0.5% on the first $55,000; 1.0% on $55,000.01 to $250,000; 1.5% on $250,000.01 to $400,000; 2.0% on $400,000.01 to $2,000,000; and 2.5% on every dollar above $2,000,000 — but only when the property contains one or two single-family residences. (The 2.5% top bracket does not apply to multi-residential buildings, commercial property, or rental investment portfolios above $2M; those structures are taxed at 2.0% on the entire amount above $400,000.)

The provincial tax is collected at closing by the buyer's lawyer and remitted to the Ontario Ministry of Finance. It is not negotiable, not waivable except through the first-time buyer rebate (covered in §04 below), and not deductible against income tax for owner-occupied homes. For investment property purchases, the LTT becomes part of the property's cost base and is deductible against the eventual capital gain on sale — a tax accountant should confirm the exact treatment for your situation.

03— The municipal tax

Toronto MLTT: the second tax that doubles the bill.
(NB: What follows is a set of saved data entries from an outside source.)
//! Per-agent thermodynamic state and its parallel histories

use chrono::{DateTime, Utc};
use serde::{Deserialize, Serialize};

use crate::config::DynamicsConfig;
use crate::types::{time, DecisionAction};

/// Parallel history arrays. Every array has exactly `update_count` entries
/// in memory; they are trimmed to the configured cap at serialization time
/// only.
#[derive(Debug, Clone, Serialize, Deserialize, Default)]
pub struct StateHistory {
    pub e: Vec<f64>,
    pub i: Vec<f64>,
    pub s: Vec<f64>,
    pub v: Vec<f64>,
    pub coherence: Vec<f64>,
    pub attention: Vec<f64>,
    pub decision: Vec<DecisionAction>,
    pub lambda1: Vec<f64>,
    #[serde(with = "time::iso_vec")]
    pub timestamps: Vec<DateTime<Utc>>,
}

impl StateHistory {
    pub fn len(&self) -> usize {
        self.e.len()
    }

    pub fn is_empty(&self) -> bool {
        self.e.is_empty()
    }

    /// All parallel arrays must stay the same length.
    pub fn is_consistent(&self) -> bool {
        let n = self.e.len();
        self.i.len() == n
            && self.s.len() == n
            && self.v.len() == n
            && self.coherence.len() == n
            && self.attention.len() == n
            && self.decision.len() == n
            && self.lambda1.len() == n
            && self.timestamps.len() == n
    }

    /// Drop all but the most recent `cap` entries from every array.
    pub fn trim_to(&mut self, cap: usize) {
        let n = self.len();
        if n <= cap {
            return;
        }
        let cut = n - cap;
        self.e.drain(..cut);
        self.i.drain(..cut);
        self.s.drain(..cut);
        self.v.drain(..cut);
        self.coherence.drain(..cut);
        self.attention.drain(..cut);
        self.decision.drain(..cut);
        self.lambda1.drain(..cut);
        self.timestamps.drain(..cut);
    }

    /// Mean of the last `n` entries of an array, `None` when empty.
    pub fn mean_tail(values: &[f64], n: usize) -> Option<f64> {
        if values.is_empty() {
            return None;
        }
        let tail = &values[values.len().saturating_sub(n)..];
        Some(tail.iter().sum::<f64>() / tail.len() as f64)
    }
}

/// One appended history entry
#[derive(Debug, Clone)]
pub struct HistoryEntry {
    pub e: f64,
    pub i: f64,
    pub s: f64,
    pub v: f64,
    pub coherence: f64,
    pub attention: f64,
    pub decision: DecisionAction,
    pub lambda1: f64,
    pub timestamp: DateTime<Utc>,
}

/// Per-agent thermodynamic state
#[derive(Debug, Clone, Serialize, Deserialize)]
pub struct ThermoState {
    pub e: f64,
    pub i: f64,
    pub s: f64,
    pub v: f64,
    pub lambda1: f64,
    /// Integrated virtual time
    pub time: f64,
    pub update_count: u64,
    /// PI controller accumulator
    pub pi_integral: f64,
    /// phi component of the most recent attention blend
    #[serde(default)]
    pub last_phi: f64,
    pub history: StateHistory,
}

impl ThermoState {
    /// Fresh state for a newly created agent.
    pub fn new(params: &DynamicsConfig) -> Self {
        Self {
            e: params.initial_e,
            i: params.initial_i,
            s: params.initial_s,
            v: params.initial_v,
            lambda1: params.lambda_init,
            time: 0.0,
            update_count: 0,
            pi_integral: 0.0,
            last_phi: 0.0,
            history: StateHistory::default(),
        }
    }

    /// Append one entry to every history array and advance the counters.
    pub fn push(&mut self, entry: HistoryEntry, dt: f64) {
        self.e = entry.e;
        self.i = entry.i;
        self.s = entry.s;
        self.v = entry.v;
        self.lambda1 = entry.lambda1;
        self.history.e.push(entry.e);
        self.history.i.push(entry.i);
        self.history.s.push(entry.s);
        self.history.v.push(entry.v);
        self.history.coherence.push(entry.coherence);
        self.history.attention.push(entry.attention);
        self.history.decision.push(entry.decision);
        self.history.lambda1.push(entry.lambda1);
        self.history.timestamps.push(entry.timestamp);
        self.update_count += 1;
        self.time += dt;
    }

    /// Most recent coherence value, 1.0 at V=0 before any update.
    pub fn current_coherence(&self, sigma: f64) -> f64 {
        self.history
            .coherence
            .last()
            .copied()
            .unwrap_or_else(|| crate::dynamics::coherence(self.v, sigma))
    }

    /// Clone with histories trimmed for persistence.
    pub fn for_serialization(&self, cap: usize) -> Self {
        let mut copy = self.clone();
        copy.history.trim_to(cap);
        copy
    }
}

#[cfg(test)]
mod tests {
    use super::*;

    fn entry(decision: DecisionAction) -> HistoryEntry {
        HistoryEntry {
            e: 0.8,
            i: 0.8,
            s: 0.2,
            v: 0.0,
            coherence: 1.0,
            attention: 0.1,
            decision,
            lambda1: 0.125,
            timestamp: time::now(),
        }
    }

    #[test]
    fn histories_stay_parallel() {
        let mut state = ThermoState::new(&DynamicsConfig::default());
        for _ in 0..25 {
            state.push(entry(DecisionAction::Proceed), 0.1);
        }
        assert_eq!(state.update_count, 25);
        assert_eq!(state.history.len(), 25);
        assert!(state.history.is_consistent());
        assert!((state.time - 2.5).abs() < 1e-9);
    }

    #[test]
    fn serialization_cap_leaves_memory_untrimmed() {
        let mut state = ThermoState::new(&DynamicsConfig::default());
        for _ in 0..150 {
            state.push(entry(DecisionAction::Proceed), 0.1);
        }
        let capped = state.for_serialization(100);
        assert_eq!(capped.history.len(), 100);
        assert!(capped.history.is_consistent());
        assert_eq!(state.history.len(), 150);
        assert_eq!(capped.update_count, 150);
    }

    #[test]
    fn state_round_trips_through_json() {
        let mut state = ThermoState::new(&DynamicsConfig::default());
        state.push(entry(DecisionAction::Pause), 0.1);
        let json = serde_json::to_string(&state).unwrap();
        let back: ThermoState = serde_json::from_str(&json).unwrap();
        assert_eq!(back.update_count, 1);
        assert_eq!(back.history.decision, vec![DecisionAction::Pause]);
        assert!(back.history.is_consistent());
    }
}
Toronto is the only municipality in Ontario that collects its own Municipal Land Transfer Tax (MLTT), introduced in 2008 and substantially restructured in 2024 and again in April 2026. The MLTT applies to every property purchase inside the City of Toronto's boundary — and crucially, it applies in addition to the provincial LTT, not instead of it. Buyers in Toronto pay both. The same purchase in Mississauga, Hamilton, or Ottawa pays only one.

For purchases below $2,000,000, the MLTT brackets mirror the provincial brackets exactly: 0.5% / 1.0% / 1.5% / 2.0%. This means a $1.5M Toronto home incurs the same provincial LTT as the same purchase in Hamilton, plus an equal municipal LTT on top — effectively doubling the LTT bill. Above $2M, the MLTT was already higher than the provincial tax, and as of April 1, 2026 the gap has widened materially.

The April 2026 graduated structure (passed by Toronto City Council on December 17, 2025) added new luxury bands that escalate sharply: 2.5% on the $2M–$3M slice, 4.40% on $3M–$4M, 5.45% on $4M–$5M, 6.50% on $5M–$10M, 7.55% on $10M–$20M, and 8.60% on every dollar above $20M. The structure applies only to residential properties containing one or two single-family residences; mixed-use, commercial, and multi-residential properties follow a different schedule. For luxury buyers, the practical effect is that purchases above $3M now incur a meaningfully larger Toronto MLTT than they would have in March 2026.

04— First-time buyer rebates

Rebates: when the math actually changes.

Ontario and Toronto both offer first-time homebuyer rebates that can offset some or all of the LTT bill. The provincial rebate is up to $4,000, which fully covers the provincial LTT on purchases up to roughly $368,000 and partially offsets it above that. The Toronto MLTT rebate is up to $4,475, which fully covers the municipal LTT on purchases up to $400,000. Combined, the two rebates can save an eligible first-time buyer up to $8,475 in closing costs — a meaningful figure on a starter purchase, less consequential on a $2M+ luxury purchase.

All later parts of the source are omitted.